Instructions to follow:
Once you find a line containing the word "accepted" in the entries below, copy it.

-------- Data for this task --------

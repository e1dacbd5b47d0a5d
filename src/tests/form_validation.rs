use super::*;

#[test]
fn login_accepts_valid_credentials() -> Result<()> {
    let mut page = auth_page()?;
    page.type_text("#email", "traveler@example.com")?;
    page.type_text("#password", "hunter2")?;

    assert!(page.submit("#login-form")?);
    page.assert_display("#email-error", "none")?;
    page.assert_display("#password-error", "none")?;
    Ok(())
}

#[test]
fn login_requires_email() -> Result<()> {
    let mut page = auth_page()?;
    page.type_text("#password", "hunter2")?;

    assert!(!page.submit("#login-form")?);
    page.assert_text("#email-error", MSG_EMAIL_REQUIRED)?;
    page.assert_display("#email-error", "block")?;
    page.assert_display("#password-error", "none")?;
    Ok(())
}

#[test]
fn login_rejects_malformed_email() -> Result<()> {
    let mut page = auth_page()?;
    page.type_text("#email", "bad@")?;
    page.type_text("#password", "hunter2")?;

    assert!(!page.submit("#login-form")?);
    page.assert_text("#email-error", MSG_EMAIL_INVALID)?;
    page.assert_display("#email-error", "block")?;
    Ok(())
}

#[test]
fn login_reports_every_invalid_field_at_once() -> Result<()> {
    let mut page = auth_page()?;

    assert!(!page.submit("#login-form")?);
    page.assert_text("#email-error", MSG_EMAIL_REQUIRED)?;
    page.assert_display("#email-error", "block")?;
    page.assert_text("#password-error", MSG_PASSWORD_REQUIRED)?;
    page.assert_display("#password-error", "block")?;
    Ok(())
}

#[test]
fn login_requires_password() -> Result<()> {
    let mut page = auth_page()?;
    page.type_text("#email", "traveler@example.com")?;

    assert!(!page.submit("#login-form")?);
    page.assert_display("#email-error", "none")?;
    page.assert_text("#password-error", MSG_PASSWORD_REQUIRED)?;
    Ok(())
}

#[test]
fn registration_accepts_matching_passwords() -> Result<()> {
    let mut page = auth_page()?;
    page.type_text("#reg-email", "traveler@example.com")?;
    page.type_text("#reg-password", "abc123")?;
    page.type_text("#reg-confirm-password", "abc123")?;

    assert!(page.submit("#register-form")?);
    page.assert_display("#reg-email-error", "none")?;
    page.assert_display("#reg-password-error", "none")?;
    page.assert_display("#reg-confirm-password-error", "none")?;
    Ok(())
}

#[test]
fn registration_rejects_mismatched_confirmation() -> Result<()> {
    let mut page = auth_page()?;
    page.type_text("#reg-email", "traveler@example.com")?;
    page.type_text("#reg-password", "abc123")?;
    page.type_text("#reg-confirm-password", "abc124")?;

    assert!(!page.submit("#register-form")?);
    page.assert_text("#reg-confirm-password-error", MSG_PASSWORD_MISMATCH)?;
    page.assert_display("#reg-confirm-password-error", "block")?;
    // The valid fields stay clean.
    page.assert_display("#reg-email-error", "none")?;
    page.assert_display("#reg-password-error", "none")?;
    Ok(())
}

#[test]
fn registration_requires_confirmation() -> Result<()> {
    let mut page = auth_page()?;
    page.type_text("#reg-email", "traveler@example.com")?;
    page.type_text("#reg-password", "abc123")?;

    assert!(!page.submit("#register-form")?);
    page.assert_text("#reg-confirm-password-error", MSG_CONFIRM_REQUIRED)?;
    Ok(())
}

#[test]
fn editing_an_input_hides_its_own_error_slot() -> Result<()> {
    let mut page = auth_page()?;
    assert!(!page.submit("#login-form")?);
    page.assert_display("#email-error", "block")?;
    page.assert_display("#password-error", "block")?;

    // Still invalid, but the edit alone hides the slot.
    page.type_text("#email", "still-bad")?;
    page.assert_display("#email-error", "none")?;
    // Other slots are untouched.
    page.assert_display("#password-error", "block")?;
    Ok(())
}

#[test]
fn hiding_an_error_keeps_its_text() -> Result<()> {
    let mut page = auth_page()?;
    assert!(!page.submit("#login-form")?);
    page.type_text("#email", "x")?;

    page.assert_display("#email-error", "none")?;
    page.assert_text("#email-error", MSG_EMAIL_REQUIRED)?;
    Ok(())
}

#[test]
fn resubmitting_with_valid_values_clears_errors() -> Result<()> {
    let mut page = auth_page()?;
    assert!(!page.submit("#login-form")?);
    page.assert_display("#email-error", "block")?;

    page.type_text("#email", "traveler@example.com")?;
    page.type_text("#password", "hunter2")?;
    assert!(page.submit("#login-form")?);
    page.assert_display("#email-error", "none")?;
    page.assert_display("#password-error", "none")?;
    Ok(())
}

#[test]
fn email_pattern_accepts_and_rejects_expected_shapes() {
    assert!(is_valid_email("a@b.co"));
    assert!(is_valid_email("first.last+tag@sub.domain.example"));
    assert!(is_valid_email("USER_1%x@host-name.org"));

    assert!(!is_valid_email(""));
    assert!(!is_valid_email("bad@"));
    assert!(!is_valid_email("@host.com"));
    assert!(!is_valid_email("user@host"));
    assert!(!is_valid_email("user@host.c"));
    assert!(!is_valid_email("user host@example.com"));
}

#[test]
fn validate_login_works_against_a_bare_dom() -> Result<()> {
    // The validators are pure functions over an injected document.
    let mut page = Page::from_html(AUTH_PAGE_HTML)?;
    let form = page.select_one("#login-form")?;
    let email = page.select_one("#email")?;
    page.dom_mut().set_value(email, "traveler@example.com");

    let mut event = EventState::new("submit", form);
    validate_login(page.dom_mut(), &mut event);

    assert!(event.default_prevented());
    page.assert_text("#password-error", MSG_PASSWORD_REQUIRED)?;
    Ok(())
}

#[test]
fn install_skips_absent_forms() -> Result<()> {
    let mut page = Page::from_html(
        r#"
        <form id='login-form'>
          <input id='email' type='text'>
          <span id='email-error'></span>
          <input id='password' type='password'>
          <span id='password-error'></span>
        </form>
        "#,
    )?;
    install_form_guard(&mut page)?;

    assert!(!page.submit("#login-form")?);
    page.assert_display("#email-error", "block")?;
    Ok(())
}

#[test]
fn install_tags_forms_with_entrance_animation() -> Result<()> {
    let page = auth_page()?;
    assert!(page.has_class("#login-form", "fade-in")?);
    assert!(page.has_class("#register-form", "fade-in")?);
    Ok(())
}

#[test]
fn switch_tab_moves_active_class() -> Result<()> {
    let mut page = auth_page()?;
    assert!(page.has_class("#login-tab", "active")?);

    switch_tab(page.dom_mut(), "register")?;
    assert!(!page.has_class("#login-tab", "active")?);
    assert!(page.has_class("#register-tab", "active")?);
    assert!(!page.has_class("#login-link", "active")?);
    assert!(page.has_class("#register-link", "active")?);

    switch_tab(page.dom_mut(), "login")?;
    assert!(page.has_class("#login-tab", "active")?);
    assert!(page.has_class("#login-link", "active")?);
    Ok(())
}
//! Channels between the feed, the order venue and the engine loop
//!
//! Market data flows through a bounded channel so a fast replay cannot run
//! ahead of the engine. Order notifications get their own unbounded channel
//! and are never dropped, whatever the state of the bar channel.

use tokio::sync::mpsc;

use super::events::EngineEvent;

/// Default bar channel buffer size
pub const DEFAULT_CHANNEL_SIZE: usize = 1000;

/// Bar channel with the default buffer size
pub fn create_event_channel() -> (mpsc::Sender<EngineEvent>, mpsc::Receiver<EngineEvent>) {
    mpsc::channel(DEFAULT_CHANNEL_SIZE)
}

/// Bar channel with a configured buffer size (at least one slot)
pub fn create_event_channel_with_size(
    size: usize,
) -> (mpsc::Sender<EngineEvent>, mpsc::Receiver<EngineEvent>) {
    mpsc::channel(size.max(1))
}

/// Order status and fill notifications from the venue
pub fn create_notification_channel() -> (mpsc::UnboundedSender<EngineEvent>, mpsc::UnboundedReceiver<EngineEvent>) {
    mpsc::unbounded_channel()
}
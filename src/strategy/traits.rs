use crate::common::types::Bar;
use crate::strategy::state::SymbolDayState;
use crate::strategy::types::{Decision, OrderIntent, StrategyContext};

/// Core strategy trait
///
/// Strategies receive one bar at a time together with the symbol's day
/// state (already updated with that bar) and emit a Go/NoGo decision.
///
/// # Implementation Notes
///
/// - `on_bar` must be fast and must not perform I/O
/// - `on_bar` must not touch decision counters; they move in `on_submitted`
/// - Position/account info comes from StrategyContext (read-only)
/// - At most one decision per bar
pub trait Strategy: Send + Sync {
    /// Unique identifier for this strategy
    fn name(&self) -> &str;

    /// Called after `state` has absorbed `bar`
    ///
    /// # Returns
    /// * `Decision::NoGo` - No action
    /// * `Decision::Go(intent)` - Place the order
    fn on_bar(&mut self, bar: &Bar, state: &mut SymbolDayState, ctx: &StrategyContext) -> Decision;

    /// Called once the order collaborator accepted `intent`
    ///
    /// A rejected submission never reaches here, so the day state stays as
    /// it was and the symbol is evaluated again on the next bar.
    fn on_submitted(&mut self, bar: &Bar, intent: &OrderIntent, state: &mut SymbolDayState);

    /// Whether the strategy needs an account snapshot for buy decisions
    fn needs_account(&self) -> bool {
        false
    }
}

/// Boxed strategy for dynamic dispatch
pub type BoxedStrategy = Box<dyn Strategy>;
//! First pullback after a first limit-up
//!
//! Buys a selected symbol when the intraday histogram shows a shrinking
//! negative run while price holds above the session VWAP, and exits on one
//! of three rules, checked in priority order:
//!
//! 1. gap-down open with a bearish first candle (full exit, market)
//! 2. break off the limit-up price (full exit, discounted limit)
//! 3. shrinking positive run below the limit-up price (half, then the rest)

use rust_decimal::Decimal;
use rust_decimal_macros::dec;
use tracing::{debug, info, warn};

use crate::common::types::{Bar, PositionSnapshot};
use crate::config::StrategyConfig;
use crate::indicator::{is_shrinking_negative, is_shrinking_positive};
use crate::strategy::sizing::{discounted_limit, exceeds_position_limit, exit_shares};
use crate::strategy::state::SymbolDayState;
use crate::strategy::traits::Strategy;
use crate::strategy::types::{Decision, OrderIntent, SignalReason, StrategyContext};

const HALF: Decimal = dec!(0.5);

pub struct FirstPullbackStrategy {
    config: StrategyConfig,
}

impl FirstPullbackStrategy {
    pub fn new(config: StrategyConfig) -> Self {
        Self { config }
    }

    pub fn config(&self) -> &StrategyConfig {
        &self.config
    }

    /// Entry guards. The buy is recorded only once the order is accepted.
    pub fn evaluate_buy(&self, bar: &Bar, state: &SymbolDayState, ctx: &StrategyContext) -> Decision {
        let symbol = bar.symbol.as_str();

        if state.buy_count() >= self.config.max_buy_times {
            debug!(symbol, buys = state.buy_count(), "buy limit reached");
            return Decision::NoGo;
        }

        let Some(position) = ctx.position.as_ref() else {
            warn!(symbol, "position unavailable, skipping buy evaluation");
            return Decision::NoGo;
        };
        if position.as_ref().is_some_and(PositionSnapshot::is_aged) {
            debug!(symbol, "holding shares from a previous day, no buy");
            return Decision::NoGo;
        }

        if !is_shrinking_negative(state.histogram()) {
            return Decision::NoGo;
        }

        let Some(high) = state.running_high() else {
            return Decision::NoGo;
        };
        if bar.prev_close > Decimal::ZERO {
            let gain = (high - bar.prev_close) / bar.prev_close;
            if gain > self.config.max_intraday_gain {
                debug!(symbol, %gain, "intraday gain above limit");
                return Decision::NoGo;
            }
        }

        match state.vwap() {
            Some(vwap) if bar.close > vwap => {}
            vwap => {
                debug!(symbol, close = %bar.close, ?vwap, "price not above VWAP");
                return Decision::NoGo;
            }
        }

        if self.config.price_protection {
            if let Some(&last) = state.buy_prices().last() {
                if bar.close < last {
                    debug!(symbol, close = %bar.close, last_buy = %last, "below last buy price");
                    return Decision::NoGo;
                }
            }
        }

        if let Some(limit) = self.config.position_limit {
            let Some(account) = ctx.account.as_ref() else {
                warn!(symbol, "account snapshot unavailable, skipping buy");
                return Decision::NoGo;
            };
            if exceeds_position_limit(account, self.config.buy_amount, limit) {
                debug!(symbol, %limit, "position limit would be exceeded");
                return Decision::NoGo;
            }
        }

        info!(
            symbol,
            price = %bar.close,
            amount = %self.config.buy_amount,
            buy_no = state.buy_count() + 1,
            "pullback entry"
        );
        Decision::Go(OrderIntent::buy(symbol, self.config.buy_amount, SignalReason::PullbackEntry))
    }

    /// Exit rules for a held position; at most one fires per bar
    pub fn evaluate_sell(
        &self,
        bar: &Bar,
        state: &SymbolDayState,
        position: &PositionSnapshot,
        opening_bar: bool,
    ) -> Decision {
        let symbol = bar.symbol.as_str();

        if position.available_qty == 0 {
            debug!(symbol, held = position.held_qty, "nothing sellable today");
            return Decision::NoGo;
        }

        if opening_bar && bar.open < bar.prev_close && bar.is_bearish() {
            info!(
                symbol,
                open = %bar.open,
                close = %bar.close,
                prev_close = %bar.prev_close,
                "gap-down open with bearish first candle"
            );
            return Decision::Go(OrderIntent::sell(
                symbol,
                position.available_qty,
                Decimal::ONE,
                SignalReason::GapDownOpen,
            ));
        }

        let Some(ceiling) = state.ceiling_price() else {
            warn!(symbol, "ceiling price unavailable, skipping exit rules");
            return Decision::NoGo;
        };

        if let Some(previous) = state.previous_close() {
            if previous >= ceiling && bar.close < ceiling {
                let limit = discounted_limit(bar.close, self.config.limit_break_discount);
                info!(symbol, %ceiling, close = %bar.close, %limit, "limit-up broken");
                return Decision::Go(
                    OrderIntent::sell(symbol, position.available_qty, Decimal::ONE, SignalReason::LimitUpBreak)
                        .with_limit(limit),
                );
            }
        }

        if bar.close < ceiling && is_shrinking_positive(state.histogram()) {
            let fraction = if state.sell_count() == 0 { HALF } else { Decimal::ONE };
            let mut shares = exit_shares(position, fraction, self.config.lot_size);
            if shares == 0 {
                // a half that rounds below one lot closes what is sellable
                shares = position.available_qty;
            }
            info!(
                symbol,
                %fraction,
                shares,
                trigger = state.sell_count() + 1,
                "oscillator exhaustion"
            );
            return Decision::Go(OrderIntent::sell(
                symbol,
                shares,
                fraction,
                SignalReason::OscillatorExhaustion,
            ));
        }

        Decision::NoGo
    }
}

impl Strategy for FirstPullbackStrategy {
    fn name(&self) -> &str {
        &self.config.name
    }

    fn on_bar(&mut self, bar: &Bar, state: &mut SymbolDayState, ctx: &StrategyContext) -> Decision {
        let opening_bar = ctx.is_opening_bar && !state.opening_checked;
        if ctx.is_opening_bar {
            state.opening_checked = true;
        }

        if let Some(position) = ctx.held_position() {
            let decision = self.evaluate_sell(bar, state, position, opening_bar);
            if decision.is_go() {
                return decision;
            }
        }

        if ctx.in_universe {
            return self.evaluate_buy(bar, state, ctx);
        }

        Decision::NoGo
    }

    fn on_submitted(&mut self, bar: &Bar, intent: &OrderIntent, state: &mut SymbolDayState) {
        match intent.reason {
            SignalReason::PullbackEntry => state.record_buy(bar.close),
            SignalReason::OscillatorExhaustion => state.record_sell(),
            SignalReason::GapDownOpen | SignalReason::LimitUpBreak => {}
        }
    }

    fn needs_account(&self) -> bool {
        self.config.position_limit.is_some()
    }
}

--------

Your response:
    /// Called once the order collaborator accepted `intent`
    /// Entry guards. The buy is recorded only once the order is accepted.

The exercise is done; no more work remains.